IN TIME

USA
2011
109 minutes

It's simultaneously unfair and irresistible to define writer/director Andrew Niccol's latest mindbending concept as the sum total of ideas nicked from earlier films - irresistible because you can see all the "origin quotes", unfair because what Mr. Niccol does with them is something unique and intensely disturbing. Essentially an insouciant take on Bonnie & Clyde set in a retro-futuristic dystopia with shades of the director's earlier cult hit GattacaLogan's Run and Metropolis via Godard's Alphaville, In Time takes place in a world where humans are genetically programmed to stop aging at 25 - but where time is literally money, as everyone has only one more year to live unless they can add time to their inbuilt obsolescence clock, with the result that the rich can live forever and the poor die young. At heart, In Time is a writer's piece, as seen in the constant substitutions of time for money in the sharp, neo-noir dialogue and in the occasionally disturbing layering of youth and death throughout - never have carpe diem and "living each minute as if it were your last" been literally put to such good use in a Hollywood blockbuster.

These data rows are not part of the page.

// ============================================================================
// Record Arrays
// ============================================================================
//
// Ordered, live views over the identity map:
//
// - Live:             every visible record of one model (`peek_all`, `find_all`)
// - Filtered:         records matching a predicate, optionally sorted
// - AdapterPopulated: the answer to one server query, with its meta/links
//
// Contents are kept current by the `RecordArrayManager` as records are
// pushed, edited, deleted or unloaded.
//
// ============================================================================

pub mod manager;

pub use manager::RecordArrayManager;

use crate::core::{Result, StoreError};
use crate::record::Record;
use crate::store::{Store, StoreInner};
use serde_json::Value as JsonValue;
use std::cmp::Ordering;
use std::fmt;
use std::sync::{Arc, Mutex, MutexGuard, PoisonError, Weak};

pub type FilterFn = Arc<dyn Fn(&Record) -> bool + Send + Sync>;
pub type OrderingFn = Arc<dyn Fn(&Record, &Record) -> Ordering + Send + Sync>;

/// Predicate plus optional ordering of a filtered array.
///
/// Both closures run without any store lock held, so they may read
/// records and query the store.
#[derive(Clone)]
pub struct RecordFilter {
    predicate: FilterFn,
    ordering: Option<OrderingFn>,
}

impl RecordFilter {
    pub fn new(predicate: impl Fn(&Record) -> bool + Send + Sync + 'static) -> Self {
        Self {
            predicate: Arc::new(predicate),
            ordering: None,
        }
    }

    pub fn sorted_by(
        mut self,
        ordering: impl Fn(&Record, &Record) -> Ordering + Send + Sync + 'static,
    ) -> Self {
        self.ordering = Some(Arc::new(ordering));
        self
    }

    pub fn matches(&self, record: &Record) -> bool {
        (self.predicate)(record)
    }

    pub fn sort(&self, records: &mut [Record]) {
        if let Some(ordering) = &self.ordering {
            records.sort_by(|a, b| ordering(a, b));
        }
    }

    pub fn is_sorted(&self) -> bool {
        self.ordering.is_some()
    }
}

impl fmt::Debug for RecordFilter {
    fn fmt(&self, f: &mut fmt::Formatter<'_>) -> fmt::Result {
        f.debug_struct("RecordFilter")
            .field("sorted", &self.is_sorted())
            .finish()
    }
}

#[derive(Debug, Clone)]
pub enum RecordArrayKind {
    Live,
    Filtered(RecordFilter),
    AdapterPopulated { query: JsonValue },
}

#[derive(Debug, Default)]
pub(crate) struct ArrayContent {
    pub records: Vec<Record>,
    pub meta: Option<JsonValue>,
    pub links: Option<JsonValue>,
    pub is_updating: bool,
    pub is_loaded: bool,
}

pub(crate) struct RecordArrayInner {
    model_name: String,
    kind: RecordArrayKind,
    store: Weak<StoreInner>,
    content: Mutex<ArrayContent>,
}

/// Handle onto a record array; clones share the same contents.
#[derive(Clone)]
pub struct RecordArray {
    inner: Arc<RecordArrayInner>,
}

impl RecordArray {
    pub(crate) fn new(
        model_name: &str,
        kind: RecordArrayKind,
        store: Weak<StoreInner>,
        records: Vec<Record>,
    ) -> Self {
        Self {
            inner: Arc::new(RecordArrayInner {
                model_name: model_name.to_string(),
                kind,
                store,
                content: Mutex::new(ArrayContent {
                    records,
                    ..Default::default()
                }),
            }),
        }
    }

    pub(crate) fn lock(&self) -> MutexGuard<'_, ArrayContent> {
        self.inner
            .content
            .lock()
            .unwrap_or_else(PoisonError::into_inner)
    }

    pub(crate) fn downgrade(&self) -> Weak<RecordArrayInner> {
        Arc::downgrade(&self.inner)
    }

    pub(crate) fn upgrade(weak: &Weak<RecordArrayInner>) -> Option<Self> {
        weak.upgrade().map(|inner| Self { inner })
    }

    pub fn model_name(&self) -> &str {
        &self.inner.model_name
    }

    pub fn kind(&self) -> &RecordArrayKind {
        &self.inner.kind
    }

    pub fn is_live(&self) -> bool {
        matches!(self.inner.kind, RecordArrayKind::Live)
    }

    pub fn is_filtered(&self) -> bool {
        matches!(self.inner.kind, RecordArrayKind::Filtered(_))
    }

    pub fn is_adapter_populated(&self) -> bool {
        matches!(self.inner.kind, RecordArrayKind::AdapterPopulated { .. })
    }

    /// The server query behind an adapter-populated array
    pub fn query(&self) -> Option<&JsonValue> {
        match &self.inner.kind {
            RecordArrayKind::AdapterPopulated { query } => Some(query),
            _ => None,
        }
    }

    pub(crate) fn filter(&self) -> Option<&RecordFilter> {
        match &self.inner.kind {
            RecordArrayKind::Filtered(filter) => Some(filter),
            _ => None,
        }
    }

    pub fn records(&self) -> Vec<Record> {
        self.lock().records.clone()
    }

    pub fn len(&self) -> usize {
        self.lock().records.len()
    }

    pub fn is_empty(&self) -> bool {
        self.lock().records.is_empty()
    }

    pub fn get(&self, index: usize) -> Option<Record> {
        self.lock().records.get(index).cloned()
    }

    pub fn first(&self) -> Option<Record> {
        self.get(0)
    }

    pub fn contains(&self, record: &Record) -> bool {
        self.lock().records.contains(record)
    }

    /// Server ids of the records, in array order
    pub fn ids(&self) -> Vec<Option<String>> {
        self.records().iter().map(Record::id).collect()
    }

    pub fn meta(&self) -> Option<JsonValue> {
        self.lock().meta.clone()
    }

    pub fn links(&self) -> Option<JsonValue> {
        self.lock().links.clone()
    }

    pub fn is_updating(&self) -> bool {
        self.lock().is_updating
    }

    pub fn is_loaded(&self) -> bool {
        self.lock().is_loaded
    }

    /// Re-run whatever produced this array: `find_all` for a live array,
    /// the stored query for an adapter-populated one, the predicate for a
    /// filtered one.
    pub async fn update(&self) -> Result<RecordArray> {
        let store = self
            .inner
            .store
            .upgrade()
            .map(Store::from_inner)
            .ok_or(StoreError::StoreDestroyed)?;
        store.update_array(self).await
    }

    // ------------------------------------------------------------------
    // Content updates
    // ------------------------------------------------------------------

    pub(crate) fn set_updating(&self, updating: bool) {
        self.lock().is_updating = updating;
    }

    pub(crate) fn set_content(&self, records: Vec<Record>, meta: Option<JsonValue>, links: Option<JsonValue>) {
        let mut content = self.lock();
        content.records = records;
        content.meta = meta;
        content.links = links;
        content.is_loaded = true;
        content.is_updating = false;
    }

    pub(crate) fn finish_loading(&self, meta: Option<JsonValue>) {
        let mut content = self.lock();
        if meta.is_some() {
            content.meta = meta;
        }
        content.is_loaded = true;
        content.is_updating = false;
    }

    pub(crate) fn replace_records(&self, records: Vec<Record>) {
        self.lock().records = records;
    }

    pub(crate) fn insert(&self, record: &Record) -> bool {
        let mut content = self.lock();
        if content.records.contains(record) {
            return false;
        }
        content.records.push(record.clone());
        true
    }

    pub(crate) fn remove(&self, record: &Record) -> bool {
        let mut content = self.lock();
        let before = content.records.len();
        content.records.retain(|member| member != record);
        before != content.records.len()
    }

    pub(crate) fn clear(&self) {
        let mut content = self.lock();
        content.records.clear();
        content.is_updating = false;
    }
}

impl PartialEq for RecordArray {
    fn eq(&self, other: &Self) -> bool {
        Arc::ptr_eq(&self.inner, &other.inner)
    }
}

impl fmt::Debug for RecordArray {
    fn fmt(&self, f: &mut fmt::Formatter<'_>) -> fmt::Result {
        f.debug_struct("RecordArray")
            .field("model_name", &self.inner.model_name)
            .field("kind", &self.inner.kind)
            .finish()
    }
}

/// Result of loading a has-many relationship: the related records plus
/// the response's meta.
#[derive(Debug, Clone, Default)]
pub struct ManyArray {
    records: Vec<Record>,
    meta: Option<JsonValue>,
}

impl ManyArray {
    pub fn new(records: Vec<Record>, meta: Option<JsonValue>) -> Self {
        Self { records, meta }
    }

    pub fn records(&self) -> &[Record] {
        &self.records
    }

    pub fn into_records(self) -> Vec<Record> {
        self.records
    }

    pub fn meta(&self) -> Option<&JsonValue> {
        self.meta.as_ref()
    }

    pub fn len(&self) -> usize {
        self.records.len()
    }

    pub fn is_empty(&self) -> bool {
        self.records.is_empty()
    }

    pub fn iter(&self) -> impl Iterator<Item = &Record> {
        self.records.iter()
    }
}
#![allow(dead_code)]

use async_trait::async_trait;
use memostore::{
    Adapter, AdapterCapabilities, AdapterError, AdapterResult, BatchSaveResult, ModelSchema, RawPayload,
    RecordArray, RelationshipMeta, Snapshot, SnapshotRecordArray, Store, StoreConfig,
};
use serde_json::{Value as JsonValue, json};
use std::sync::{Arc, Mutex};
use tokio::sync::Notify;

type FindFn = Box<dyn Fn(&str, &str) -> AdapterResult<RawPayload> + Send + Sync>;
type FindManyFn = Box<dyn Fn(&str, &[String]) -> AdapterResult<RawPayload> + Send + Sync>;
type LinkFn = Box<dyn Fn(&str) -> AdapterResult<RawPayload> + Send + Sync>;
type FindAllFn = Box<dyn Fn(&str, Option<&JsonValue>) -> AdapterResult<RawPayload> + Send + Sync>;
type QueryFn = Box<dyn Fn(&str, &JsonValue) -> AdapterResult<RawPayload> + Send + Sync>;
type SaveFn = Box<dyn Fn(&str, &Snapshot) -> AdapterResult<Option<RawPayload>> + Send + Sync>;
type BatchFn = Box<dyn Fn(&str, &[Snapshot]) -> BatchSaveResult + Send + Sync>;

/// Scripted adapter: every call is logged, answers come from the handlers
/// installed by the test. An optional gate holds every answer until the
/// test releases it.
#[derive(Default)]
pub struct MockAdapter {
    capabilities: AdapterCapabilities,
    calls: Mutex<Vec<String>>,
    gate: Option<Arc<Notify>>,
    started: Arc<Notify>,
    find_record: Option<FindFn>,
    find_many: Option<FindManyFn>,
    find_has_many: Option<LinkFn>,
    find_belongs_to: Option<LinkFn>,
    find_all: Option<FindAllFn>,
    query: Option<QueryFn>,
    query_record: Option<QueryFn>,
    save: Option<SaveFn>,
    batch_save: Option<BatchFn>,
}

impl MockAdapter {
    pub fn new() -> Self {
        Self::default()
    }

    pub fn capabilities(mut self, capabilities: AdapterCapabilities) -> Self {
        self.capabilities = capabilities;
        self
    }

    pub fn gated(mut self, gate: Arc<Notify>) -> Self {
        self.gate = Some(gate);
        self
    }

    pub fn on_find_record(
        mut self,
        handler: impl Fn(&str, &str) -> AdapterResult<RawPayload> + Send + Sync + 'static,
    ) -> Self {
        self.find_record = Some(Box::new(handler));
        self
    }

    pub fn on_find_many(
        mut self,
        handler: impl Fn(&str, &[String]) -> AdapterResult<RawPayload> + Send + Sync + 'static,
    ) -> Self {
        self.find_many = Some(Box::new(handler));
        self
    }

    pub fn on_find_has_many(
        mut self,
        handler: impl Fn(&str) -> AdapterResult<RawPayload> + Send + Sync + 'static,
    ) -> Self {
        self.find_has_many = Some(Box::new(handler));
        self
    }

    pub fn on_find_belongs_to(
        mut self,
        handler: impl Fn(&str) -> AdapterResult<RawPayload> + Send + Sync + 'static,
    ) -> Self {
        self.find_belongs_to = Some(Box::new(handler));
        self
    }

    pub fn on_find_all(
        mut self,
        handler: impl Fn(&str, Option<&JsonValue>) -> AdapterResult<RawPayload> + Send + Sync + 'static,
    ) -> Self {
        self.find_all = Some(Box::new(handler));
        self
    }

    pub fn on_query(
        mut self,
        handler: impl Fn(&str, &JsonValue) -> AdapterResult<RawPayload> + Send + Sync + 'static,
    ) -> Self {
        self.query = Some(Box::new(handler));
        self
    }

    pub fn on_query_record(
        mut self,
        handler: impl Fn(&str, &JsonValue) -> AdapterResult<RawPayload> + Send + Sync + 'static,
    ) -> Self {
        self.query_record = Some(Box::new(handler));
        self
    }

    /// Handler for the per-record saves; the first argument is the
    /// operation name (`createRecord`, `updateRecord`, `deleteRecord`).
    pub fn on_save(
        mut self,
        handler: impl Fn(&str, &Snapshot) -> AdapterResult<Option<RawPayload>> + Send + Sync + 'static,
    ) -> Self {
        self.save = Some(Box::new(handler));
        self
    }

    /// Handler for the batched saves (`createRecords`, ...).
    pub fn on_batch_save(
        mut self,
        handler: impl Fn(&str, &[Snapshot]) -> BatchSaveResult + Send + Sync + 'static,
    ) -> Self {
        self.batch_save = Some(Box::new(handler));
        self
    }

    pub fn calls(&self) -> Vec<String> {
        self.calls.lock().unwrap().clone()
    }

    /// Number of logged calls starting with `prefix`
    pub fn count(&self, prefix: &str) -> usize {
        self.calls
            .lock()
            .unwrap()
            .iter()
            .filter(|call| call.starts_with(prefix))
            .count()
    }

    /// Resolves once some call reached the adapter.
    pub async fn started(&self) {
        self.started.notified().await;
    }

    async fn enter(&self, call: String) {
        self.calls.lock().unwrap().push(call);
        self.started.notify_one();
        if let Some(gate) = &self.gate {
            gate.notified().await;
        }
    }

    fn unsupported<T>(name: &'static str) -> AdapterResult<T> {
        Err(AdapterError::Unsupported(name))
    }

    async fn save_one(&self, operation: &'static str, model: &str, snapshot: &Snapshot) -> AdapterResult<Option<RawPayload>> {
        self.enter(format!("{} {} {}", operation, model, snapshot.id().unwrap_or("-")))
            .await;
        match &self.save {
            Some(handler) => handler(operation, snapshot),
            None => Ok(None),
        }
    }

    async fn save_many(&self, operation: &'static str, model: &str, snapshots: &[Snapshot]) -> BatchSaveResult {
        self.enter(format!("{} {} x{}", operation, model, snapshots.len()))
            .await;
        match &self.batch_save {
            Some(handler) => handler(operation, snapshots),
            None => Ok(snapshots.iter().map(|_| Ok(None)).collect()),
        }
    }
}

#[async_trait]
impl Adapter for MockAdapter {
    fn capabilities(&self) -> AdapterCapabilities {
        self.capabilities
    }

    async fn find_record(&self, _store: &Store, model: &str, id: &str, _snapshot: &Snapshot) -> AdapterResult<RawPayload> {
        self.enter(format!("findRecord {} {}", model, id)).await;
        match &self.find_record {
            Some(handler) => handler(model, id),
            None => Err(AdapterError::NotFound(format!("{} {}", model, id))),
        }
    }

    async fn find_many(
        &self,
        _store: &Store,
        model: &str,
        ids: &[String],
        _snapshots: &[Snapshot],
    ) -> AdapterResult<RawPayload> {
        self.enter(format!("findMany {} {}", model, ids.join(","))).await;
        match &self.find_many {
            Some(handler) => handler(model, ids),
            None => Self::unsupported("findMany"),
        }
    }

    async fn find_has_many(
        &self,
        _store: &Store,
        _snapshot: &Snapshot,
        link: &str,
        _relationship: &RelationshipMeta,
    ) -> AdapterResult<RawPayload> {
        self.enter(format!("findHasMany {}", link)).await;
        match &self.find_has_many {
            Some(handler) => handler(link),
            None => Self::unsupported("findHasMany"),
        }
    }

    async fn find_belongs_to(
        &self,
        _store: &Store,
        _snapshot: &Snapshot,
        link: &str,
        _relationship: &RelationshipMeta,
    ) -> AdapterResult<RawPayload> {
        self.enter(format!("findBelongsTo {}", link)).await;
        match &self.find_belongs_to {
            Some(handler) => handler(link),
            None => Self::unsupported("findBelongsTo"),
        }
    }

    async fn find_all(
        &self,
        _store: &Store,
        model: &str,
        since_token: Option<&JsonValue>,
        _snapshots: &SnapshotRecordArray,
    ) -> AdapterResult<RawPayload> {
        self.enter(format!("findAll {}", model)).await;
        match &self.find_all {
            Some(handler) => handler(model, since_token),
            None => Self::unsupported("findAll"),
        }
    }

    async fn query(
        &self,
        _store: &Store,
        model: &str,
        query: &JsonValue,
        _array: Option<&RecordArray>,
        _options: Option<&JsonValue>,
    ) -> AdapterResult<RawPayload> {
        self.enter(format!("query {} {}", model, query)).await;
        match &self.query {
            Some(handler) => handler(model, query),
            None => Self::unsupported("query"),
        }
    }

    async fn query_record(
        &self,
        _store: &Store,
        model: &str,
        query: &JsonValue,
        _options: Option<&JsonValue>,
    ) -> AdapterResult<RawPayload> {
        self.enter(format!("queryRecord {} {}", model, query)).await;
        match &self.query_record {
            Some(handler) => handler(model, query),
            None => Self::unsupported("queryRecord"),
        }
    }

    async fn create_record(&self, _store: &Store, model: &str, snapshot: &Snapshot) -> AdapterResult<Option<RawPayload>> {
        self.save_one("createRecord", model, snapshot).await
    }

    async fn update_record(&self, _store: &Store, model: &str, snapshot: &Snapshot) -> AdapterResult<Option<RawPayload>> {
        self.save_one("updateRecord", model, snapshot).await
    }

    async fn delete_record(&self, _store: &Store, model: &str, snapshot: &Snapshot) -> AdapterResult<Option<RawPayload>> {
        self.save_one("deleteRecord", model, snapshot).await
    }

    async fn create_records(&self, _store: &Store, model: &str, snapshots: &[Snapshot]) -> BatchSaveResult {
        self.save_many("createRecords", model, snapshots).await
    }

    async fn update_records(&self, _store: &Store, model: &str, snapshots: &[Snapshot]) -> BatchSaveResult {
        self.save_many("updateRecords", model, snapshots).await
    }

    async fn delete_records(&self, _store: &Store, model: &str, snapshots: &[Snapshot]) -> BatchSaveResult {
        self.save_many("deleteRecords", model, snapshots).await
    }
}

// ============================================================================
// Fixtures
// ============================================================================

/// post { title, body, comments <-> comment.post, author <-> person.posts }
pub fn blog_models() -> Vec<ModelSchema> {
    vec![
        ModelSchema::new("post")
            .attr("title")
            .attr("body")
            .relationship(RelationshipMeta::has_many("comments", "comment").inverse("post"))
            .relationship(RelationshipMeta::belongs_to("author", "person").inverse("posts")),
        ModelSchema::new("comment").attr("body").belongs_to("post", "post"),
        ModelSchema::new("person").attr("name").has_many("posts", "post"),
    ]
}

pub fn blog_store(adapter: Arc<MockAdapter>) -> Store {
    Store::builder()
        .models(blog_models())
        .adapter(adapter)
        .config(StoreConfig::new("test"))
        .build()
        .unwrap()
}

pub fn post_doc(id: &str, title: &str) -> JsonValue {
    json!({
        "data": { "type": "post", "id": id, "attributes": { "title": title } }
    })
}

pub fn person_doc(id: &str, name: &str) -> JsonValue {
    json!({
        "data": { "type": "person", "id": id, "attributes": { "name": name } }
    })
}

/// Acknowledge a save by echoing the snapshot, assigning `id` when the
/// record has none.
pub fn echo(snapshot: &Snapshot, id: &str) -> JsonValue {
    let mut doc = snapshot.serialize().unwrap();
    if snapshot.id().is_none() {
        doc["data"]["id"] = json!(id);
    }
    doc
}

     In Time's premise is so strong that, much aided by Roger Deakins' elegantly cool lensing and Alex McDowell's evocative production design (using real-life Los Angeles locations to visualize a hyper-stylized near future), it survives the shifts in gear into a fast-moving thriller: odd couple Justin Timberlake (as a guy from the wrong side of town falsely accused of murder) and Amanda Seyfried (as a millionaire's daughter fed up with the status quo) join forces to fight the powers that be, chased by dogged cop Cillian Murphy and ruthless villain Alex Pettyfer. It's in this attempt at marrying his high-concept dystopia with the demands of commercial filmmaking (probably to ensure that In Time wouldn't follow in the footsteps of Gattaca, under-appreciated on release only to become a cult classic on video) that Mr. Niccol lets his side down: you can feel the premise losing some of its underlying strength and gravity to become a smart and sexy actioner with a brain. Still, we should be thankful for small mercies: even this underused noggin is enough to raise In Time above nearly all of the Hollywood competition for the year.

Starring Amanda Seyfried, Justin Timberlake, Cillian Murphy, Vincent Kartheiser, Olivia Wilde, Matt Bomer, Johnny Galecki, Collins Pennie; and Alex Pettyfer.
     Directed and written by Andrew Niccol; produced by Mr. Niccol, Eric Newman, Marc Abraham; music by Craig Armstrong; director of photography (colour by DeLuxe, widescreen), Roger Deakins; production designer, Alex McDowell; costume designer, Colleen Atwood; film editor, Zach Staenberg.
     A Regency Enterprises presentation of a New Regency/Strike Entertainment production. (US distributor and world sales, Twentieth Century-Fox.)
     Screened: distributor advance press screening, UCI El Corte Inglés 12 (Lisbon), November 2nd 2011.